Task goal: Count the lines in the records below that contain the word "Result", and give that figure alone.

Stored data:
***

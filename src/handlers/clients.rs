// src/handlers/clients.rs

use axum::{
    extract::{Path, State},
    http::StatusCode,
    response::IntoResponse,
    Json,
};
use validator::Validate;

use crate::{
    common::error::AppError,
    config::AppState,
    middleware::auth::CurrentSession,
    models::{
        case::CaseSummary,
        client::{Client, ClientBrief, ClientOption, ClientPayload, UpsertClientResponse},
    },
};

// GET /api/clientes
#[utoipa::path(
    get,
    path = "/api/clientes",
    tag = "Clientes",
    responses(
        (status = 200, description = "Clientes presentes nos processos do advogado", body = Vec<ClientBrief>)
    ),
    security(("api_jwt" = []))
)]
pub async fn list_clients(
    State(app_state): State<AppState>,
    CurrentSession(session): CurrentSession,
) -> Result<Json<Vec<ClientBrief>>, AppError> {
    let clients = app_state.case_service.clients_with_cases(&session).await?;
    Ok(Json(clients))
}

// GET /api/clientes/selecionaveis
#[utoipa::path(
    get,
    path = "/api/clientes/selecionaveis",
    tag = "Clientes",
    responses(
        (status = 200, description = "Clientes vinculados ou cadastrados pelo advogado", body = Vec<ClientOption>)
    ),
    security(("api_jwt" = []))
)]
pub async fn list_selectable(
    State(app_state): State<AppState>,
    CurrentSession(session): CurrentSession,
) -> Result<Json<Vec<ClientOption>>, AppError> {
    let clients = app_state.case_service.selectable_clients(&session).await?;
    Ok(Json(clients))
}

// POST /api/clientes
#[utoipa::path(
    post,
    path = "/api/clientes",
    tag = "Clientes",
    request_body = ClientPayload,
    responses(
        (status = 201, description = "Cliente cadastrado", body = UpsertClientResponse),
        (status = 400, description = "Dados inválidos (VALIDATION_ERROR)"),
        (status = 409, description = "Documento já cadastrado (DUPLICATE_DOCUMENT)")
    ),
    security(("api_jwt" = []))
)]
pub async fn create_client(
    State(app_state): State<AppState>,
    CurrentSession(session): CurrentSession,
    Json(payload): Json<ClientPayload>,
) -> Result<impl IntoResponse, AppError> {
    payload.validate()?;

    let outcome = app_state.client_service.submit(&session, payload, None).await?;

    Ok((
        StatusCode::CREATED,
        Json(UpsertClientResponse {
            id: outcome.id,
            aviso: outcome.aviso,
        }),
    ))
}

// GET /api/clientes/{id}
#[utoipa::path(
    get,
    path = "/api/clientes/{id}",
    tag = "Clientes",
    params(("id" = i64, Path, description = "ID do cliente")),
    responses(
        (status = 200, description = "Cliente para edição", body = Client),
        (status = 404, description = "Cliente não encontrado (NOT_FOUND)")
    ),
    security(("api_jwt" = []))
)]
pub async fn get_client(
    State(app_state): State<AppState>,
    CurrentSession(session): CurrentSession,
    Path(id): Path<i64>,
) -> Result<Json<Client>, AppError> {
    let client = app_state.client_service.find_client(&session, id).await?;
    Ok(Json(client))
}

// PUT /api/clientes/{id}
#[utoipa::path(
    put,
    path = "/api/clientes/{id}",
    tag = "Clientes",
    params(("id" = i64, Path, description = "ID do cliente")),
    request_body = ClientPayload,
    responses(
        (status = 200, description = "Cliente atualizado", body = UpsertClientResponse),
        (status = 409, description = "Documento já cadastrado (DUPLICATE_DOCUMENT)")
    ),
    security(("api_jwt" = []))
)]
pub async fn update_client(
    State(app_state): State<AppState>,
    CurrentSession(session): CurrentSession,
    Path(id): Path<i64>,
    Json(payload): Json<ClientPayload>,
) -> Result<Json<UpsertClientResponse>, AppError> {
    payload.validate()?;

    let outcome = app_state
        .client_service
        .submit(&session, payload, Some(id))
        .await?;

    Ok(Json(UpsertClientResponse {
        id: outcome.id,
        aviso: outcome.aviso,
    }))
}

// GET /api/clientes/{id}/processos
#[utoipa::path(
    get,
    path = "/api/clientes/{id}/processos",
    tag = "Clientes",
    params(("id" = i64, Path, description = "ID do cliente")),
    responses(
        (status = 200, description = "Processos do advogado para o cliente", body = Vec<CaseSummary>)
    ),
    security(("api_jwt" = []))
)]
pub async fn list_client_cases(
    State(app_state): State<AppState>,
    CurrentSession(session): CurrentSession,
    Path(id): Path<i64>,
) -> Result<Json<Vec<CaseSummary>>, AppError> {
    let cases = app_state
        .case_service
        .list_cases_for_client(&session, id)
        .await?;
    Ok(Json(cases))
}
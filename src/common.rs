// src/common.rs

pub mod error;
pub mod filename;
pub mod format;
// src/common/error.rs

use axum::{
    http::StatusCode,
    response::{IntoResponse, Response},
    Json,
};
use serde_json::json;
use thiserror::Error;

// Nosso tipo de erro, com `thiserror` para melhor ergonomia.
// Cada variante corresponde a um código da taxonomia exposta ao frontend.
#[derive(Debug, Error)]
pub enum AppError {
    #[error("Erro de validação")]
    ValidationError(#[from] validator::ValidationErrors),

    // Validação de formulário feita antes de qualquer chamada externa
    #[error("{0}")]
    InvalidInput(String),

    #[error("{0} não encontrado.")]
    NotFound(&'static str),

    #[error("Senha incorreta.")]
    InvalidCredentials,

    #[error("Sessão ausente ou expirada.")]
    Unauthenticated,

    #[error("O {0} informado já está cadastrado.")]
    DuplicateDocument(String),

    #[error("Anexo inválido: {0}")]
    InvalidAttachment(String),

    #[error("Erro ao fazer upload do arquivo: {0}")]
    UploadFailed(String),

    #[error("Erro ao gravar registro: {0}")]
    WriteFailed(String),

    // Consulta externa "best-effort" (CEP, URL assinada)
    #[error("Falha na consulta externa: {0}")]
    LookupFailed(String),

    #[error("Falha no assistente: {0}")]
    AssistantFailed(String),

    // Variante para erros de banco de dados em leituras
    #[error("Erro de banco de dados")]
    DatabaseError(#[from] sqlx::Error),

    // Variante genérica para qualquer outro erro inesperado
    #[error("Erro interno do servidor")]
    InternalServerError(#[from] anyhow::Error),

    #[error("Erro de Bcrypt: {0}")]
    BcryptError(#[from] bcrypt::BcryptError),

    #[error("Erro de JWT: {0}")]
    JwtError(#[from] jsonwebtoken::errors::Error),
}

impl AppError {
    /// Código estável da taxonomia de erros.
    pub fn code(&self) -> &'static str {
        match self {
            AppError::ValidationError(_) | AppError::InvalidInput(_) => "VALIDATION_ERROR",
            AppError::NotFound(_) => "NOT_FOUND",
            AppError::InvalidCredentials => "INVALID_CREDENTIALS",
            AppError::Unauthenticated => "UNAUTHENTICATED",
            AppError::DuplicateDocument(_) => "DUPLICATE_DOCUMENT",
            AppError::InvalidAttachment(_) => "INVALID_ATTACHMENT",
            AppError::UploadFailed(_) => "UPLOAD_FAILED",
            AppError::WriteFailed(_) => "WRITE_FAILED",
            AppError::LookupFailed(_) => "LOOKUP_FAILED",
            AppError::AssistantFailed(_) => "ASSISTANT_FAILED",
            AppError::DatabaseError(_)
            | AppError::InternalServerError(_)
            | AppError::BcryptError(_)
            | AppError::JwtError(_) => "INTERNAL_ERROR",
        }
    }

    /// Atalho para erros de validação com mensagem livre.
    pub fn invalid(message: impl Into<String>) -> Self {
        AppError::InvalidInput(message.into())
    }
}

impl IntoResponse for AppError {
    fn into_response(self) -> Response {
        let code = self.code();
        let (status, error_message) = match &self {
            // Retorna todos os detalhes da validação, campo a campo.
            AppError::ValidationError(errors) => {
                let mut details = std::collections::HashMap::new();
                for (field, field_errors) in errors.field_errors() {
                    let messages: Vec<String> = field_errors
                        .iter()
                        .filter_map(|e| e.message.as_ref().map(|m| m.to_string()))
                        .collect();
                    details.insert(field.to_string(), messages);
                }
                let body = Json(json!({
                    "error": "Um ou mais campos são inválidos.",
                    "code": code,
                    "details": details,
                }));
                return (StatusCode::BAD_REQUEST, body).into_response();
            }
            // Acesso sem sessão: o frontend deve voltar para o login
            AppError::Unauthenticated => {
                let body = Json(json!({
                    "error": self.to_string(),
                    "code": code,
                    "redirect": "/login",
                }));
                return (StatusCode::UNAUTHORIZED, body).into_response();
            }
            AppError::InvalidInput(_) | AppError::InvalidAttachment(_) => {
                (StatusCode::BAD_REQUEST, self.to_string())
            }
            AppError::NotFound(_) => (StatusCode::NOT_FOUND, self.to_string()),
            AppError::InvalidCredentials => (StatusCode::UNAUTHORIZED, self.to_string()),
            AppError::DuplicateDocument(_) => (StatusCode::CONFLICT, self.to_string()),
            AppError::UploadFailed(_)
            | AppError::LookupFailed(_)
            | AppError::AssistantFailed(_) => {
                tracing::warn!("Falha em colaborador externo: {}", self);
                (StatusCode::BAD_GATEWAY, self.to_string())
            }
            AppError::WriteFailed(_) => {
                tracing::error!("Falha de escrita: {}", self);
                (StatusCode::INTERNAL_SERVER_ERROR, self.to_string())
            }

            // Todos os outros erros (DatabaseError, InternalServerError...) viram 500.
            e => {
                tracing::error!("Erro Interno do Servidor: {:?}", e);
                (
                    StatusCode::INTERNAL_SERVER_ERROR,
                    "Ocorreu um erro inesperado.".to_string(),
                )
            }
        };

        let body = Json(json!({ "error": error_message, "code": code }));
        (status, body).into_response()
    }
}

***

Response for this exercise: 6